Single crystals of samarium trifluoromethanesulfonate (SmTFMS) were prepared from the slow evaporation of the aqueous solution of SmTFMS. The crystals are elongated along the symmetry axis c of the hexagonal crystal. At room temperature, the c axis of the crystal sets parallel with the applied magnetic field which indicates that the susceptibility parallel to the c axis (χ∥) is greater than the susceptibility perpendicular to the c axis (χ⊥). χ∥ and χ⊥ were measured from 300 down to 14 K. Magnetic anisotropy (Δχ=χ∥−χ⊥) obtained from the values of χ∥ and χ⊥ was also checked by direct measurements of Δχ and both these results agreed very well. A crossover between χ∥ and χ⊥ has been observed at ∼56 K i.e., below this temperature χ∥<χ⊥. A good theoretical simulation of the observed magnetic data of SmTFMS has been achieved using the one-electron crystal field (CF) theory.

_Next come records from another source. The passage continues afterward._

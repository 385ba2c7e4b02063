//! Payment transactions.

use axum::{
    Json,
    extract::{Query, State},
};
use serde::Deserialize;
use tracing::instrument;

use shopdesk_core::OrderError;
use shopdesk_core::payments::{PaymentFilter, PaymentMethod, Transaction};

use crate::error::AppError;
use crate::middleware::RequireAdminAuth;
use crate::state::AppState;

#[derive(Debug, Default, Deserialize)]
pub struct PaymentsQuery {
    /// `online` or `cash`; blank or `all` means both.
    pub method: Option<String>,
    pub search: Option<String>,
}

impl PaymentsQuery {
    fn into_filter(self) -> Result<PaymentFilter, OrderError> {
        let method = match self.method.as_deref().map(str::trim) {
            None | Some("" | "all") => None,
            Some(raw) => Some(raw.parse::<PaymentMethod>()?),
        };
        Ok(PaymentFilter {
            method,
            search: self.search,
        })
    }
}

#[instrument(skip(_admin, state))]
pub async fn index(
    RequireAdminAuth(_admin): RequireAdminAuth,
    State(state): State<AppState>,
    Query(query): Query<PaymentsQuery>,
) -> Result<Json<Vec<Transaction>>, AppError> {
    let filter = query.into_filter()?;
    Ok(Json(state.orders().payment_transactions(&filter).await?))
}

#[cfg(test)]
#[allow(clippy::unwrap_used)]
mod tests {
    use super::*;

    #[test]
    fn blank_and_all_mean_any_method() {
        for method in [None, Some(String::new()), Some("all".to_string())] {
            let filter = PaymentsQuery { method, search: None }.into_filter().unwrap();
            assert_eq!(filter.method, None);
        }
    }

    #[test]
    fn unknown_method_is_validation_error() {
        let err = PaymentsQuery {
            method: Some("cheque".into()),
            search: None,
        }
        .into_filter()
        .unwrap_err();
        assert_eq!(err.code(), "validation_error");
    }
}
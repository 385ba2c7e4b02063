//! Fulfillment status state machine.
//!
//! ```text
//! placed -> confirmed -> packed -> shipped -> delivered
//!    \          \           \         \
//!     +----------+-----------+---------+--> cancelled
//! ```
//!
//! `delivered`, `cancelled` and `refunded` are terminal. `refunded` is only
//! reachable through an approved cancellation (see [`crate::cancellation`]),
//! never through [`apply_status`].

use chrono::{DateTime, Utc};

use crate::error::OrderError;
use crate::order::{Milestone, Order};
use crate::types::OrderStatus;

/// Statuses reachable in one step from `from`.
#[must_use]
pub const fn allowed_targets(from: OrderStatus) -> &'static [OrderStatus] {
    match from {
        OrderStatus::Placed => &[OrderStatus::Confirmed, OrderStatus::Cancelled],
        OrderStatus::Confirmed => &[OrderStatus::Packed, OrderStatus::Cancelled],
        OrderStatus::Packed => &[OrderStatus::Shipped, OrderStatus::Cancelled],
        OrderStatus::Shipped => &[OrderStatus::Delivered, OrderStatus::Cancelled],
        OrderStatus::Delivered | OrderStatus::Cancelled | OrderStatus::Refunded => &[],
    }
}

/// Check a single status change against the transition table.
///
/// # Errors
///
/// - [`OrderError::TerminalState`] if `from` is terminal.
/// - [`OrderError::InvalidTransition`] for skips, backward moves, repeats and
///   any attempt to target `refunded` directly.
pub fn check_transition(from: OrderStatus, to: OrderStatus) -> Result<(), OrderError> {
    if from.is_terminal() {
        return Err(OrderError::TerminalState(from));
    }
    if allowed_targets(from).contains(&to) {
        Ok(())
    } else {
        Err(OrderError::InvalidTransition { from, to })
    }
}

/// Move `order` to `target`, stamping the matching milestone date.
///
/// Returns the updated order; `order` itself is left untouched so a rejected
/// transition cannot leak a partial change.
///
/// # Errors
///
/// See [`check_transition`].
pub fn apply_status(
    order: &Order,
    target: OrderStatus,
    now: DateTime<Utc>,
) -> Result<Order, OrderError> {
    check_transition(order.status, target)?;

    let mut updated = order.clone();
    updated.status = target;
    if let Some(milestone) = Milestone::for_status(target) {
        updated.dates.stamp(milestone, now);
    }
    updated.updated_at = now;
    Ok(updated)
}

#[cfg(test)]
#[allow(clippy::unwrap_used)]
mod tests {
    use chrono::Duration;

    use super::*;
    use crate::order::fixtures::{placed, with_status};

    const FORWARD: [OrderStatus; 5] = [
        OrderStatus::Placed,
        OrderStatus::Confirmed,
        OrderStatus::Packed,
        OrderStatus::Shipped,
        OrderStatus::Delivered,
    ];

    #[test]
    fn placed_reaches_only_confirmed_or_cancelled() {
        let reachable: Vec<_> = OrderStatus::ALL
            .into_iter()
            .filter(|to| check_transition(OrderStatus::Placed, *to).is_ok())
            .collect();
        assert_eq!(reachable, vec![OrderStatus::Confirmed, OrderStatus::Cancelled]);
    }

    #[test]
    fn placed_to_shipped_is_invalid() {
        let order = placed("ORD-1", Utc::now());
        let err = apply_status(&order, OrderStatus::Shipped, Utc::now()).unwrap_err();
        assert_eq!(
            err,
            OrderError::InvalidTransition {
                from: OrderStatus::Placed,
                to: OrderStatus::Shipped
            }
        );
    }

    #[test]
    fn forward_path_walks_to_delivered() {
        let start = Utc::now();
        let mut order = placed("ORD-2", start);
        for (step, target) in FORWARD.iter().skip(1).enumerate() {
            let at = start + Duration::minutes(i64::try_from(step).unwrap() + 1);
            order = apply_status(&order, *target, at).unwrap();
            assert_eq!(order.status, *target);
        }
        assert!(order.dates.packed_date.is_some());
        assert!(order.dates.shipped_date.is_some());
        assert!(order.dates.delivered_date.is_some());
    }

    #[test]
    fn backward_moves_are_invalid() {
        for (i, from) in FORWARD.iter().enumerate().take(4) {
            for to in FORWARD.iter().take(i + 1) {
                assert!(matches!(
                    check_transition(*from, *to),
                    Err(OrderError::InvalidTransition { .. })
                ));
            }
        }
    }

    #[test]
    fn every_non_terminal_status_can_cancel() {
        for from in FORWARD.iter().take(4) {
            assert!(check_transition(*from, OrderStatus::Cancelled).is_ok());
        }
    }

    #[test]
    fn terminal_statuses_reject_everything() {
        for from in [
            OrderStatus::Delivered,
            OrderStatus::Cancelled,
            OrderStatus::Refunded,
        ] {
            for to in OrderStatus::ALL {
                assert_eq!(check_transition(from, to), Err(OrderError::TerminalState(from)));
            }
        }
    }

    #[test]
    fn refunded_is_not_a_lifecycle_target() {
        for from in FORWARD.iter().take(4) {
            assert!(matches!(
                check_transition(*from, OrderStatus::Refunded),
                Err(OrderError::InvalidTransition { .. })
            ));
        }
    }

    #[test]
    fn confirmed_then_shipped_fails_and_keeps_status() {
        let now = Utc::now();
        let order = placed("ORD-3", now);
        let confirmed = apply_status(&order, OrderStatus::Confirmed, now).unwrap();
        assert_eq!(confirmed.status, OrderStatus::Confirmed);

        let result = apply_status(&confirmed, OrderStatus::Shipped, now);
        assert!(matches!(result, Err(OrderError::InvalidTransition { .. })));
        assert_eq!(confirmed.status, OrderStatus::Confirmed);
        assert!(confirmed.dates.shipped_date.is_none());
    }

    #[test]
    fn shipped_date_is_not_before_packed_date() {
        let now = Utc::now();
        let order = with_status(placed("ORD-4", now), OrderStatus::Confirmed);
        let packed = apply_status(&order, OrderStatus::Packed, now).unwrap();

        // A clock that went backwards must not produce shipped < packed.
        let shipped = apply_status(&packed, OrderStatus::Shipped, now - Duration::seconds(30))
            .unwrap();
        assert!(shipped.dates.shipped_date.unwrap() >= shipped.dates.packed_date.unwrap());
    }

    #[test]
    fn cancel_does_not_stamp_milestones() {
        let now = Utc::now();
        let order = placed("ORD-5", now);
        let cancelled = apply_status(&order, OrderStatus::Cancelled, now).unwrap();
        assert_eq!(cancelled.dates, order.dates);
        assert_eq!(cancelled.updated_at, now);
    }
}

Ordering effects in the observed magnetic data were not noticed down to the lowest temperature (∼14 K) attained, indicating the interionic interaction to be of predominantly dipolar type. To substantiate the CF analysis, the Raman and Fourier transform infrared (FTIR) spectra of the single crystal of SmTFMS were recorded in the wave number ranges of 100–1800 and 400–7000 cm−1, respectively. The calculated values of the CF Stark energies of all the excited multiplets are in agreement with those extracted from the Raman and FTIR spectra. Thermal variation of the calculated electronic specific heat shows Schottky anomaly at ∼8 K. The temperature dependences of quadruple splitting and hyperfine heat capacity were also studied.